→ **The problem**
Scan the entries and copy each line where the word "deep" is present.

(Beginning of Data extract)

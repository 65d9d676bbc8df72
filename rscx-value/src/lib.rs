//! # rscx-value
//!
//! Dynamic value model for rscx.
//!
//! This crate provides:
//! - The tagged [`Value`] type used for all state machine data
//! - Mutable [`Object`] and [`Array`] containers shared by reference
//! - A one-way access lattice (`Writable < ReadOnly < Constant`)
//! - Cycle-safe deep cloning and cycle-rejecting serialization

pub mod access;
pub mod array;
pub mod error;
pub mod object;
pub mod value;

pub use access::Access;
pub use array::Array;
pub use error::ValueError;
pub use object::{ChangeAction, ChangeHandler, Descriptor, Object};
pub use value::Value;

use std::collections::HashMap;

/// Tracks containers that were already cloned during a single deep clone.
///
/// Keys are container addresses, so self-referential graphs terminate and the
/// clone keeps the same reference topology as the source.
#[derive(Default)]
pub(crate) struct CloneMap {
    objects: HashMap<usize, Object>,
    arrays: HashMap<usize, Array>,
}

(End of Data extract)

→ **Your response**
//! - Cycle-safe deep cloning and cycle-rejecting serialization
/// Tracks containers that were already cloned during a single deep clone.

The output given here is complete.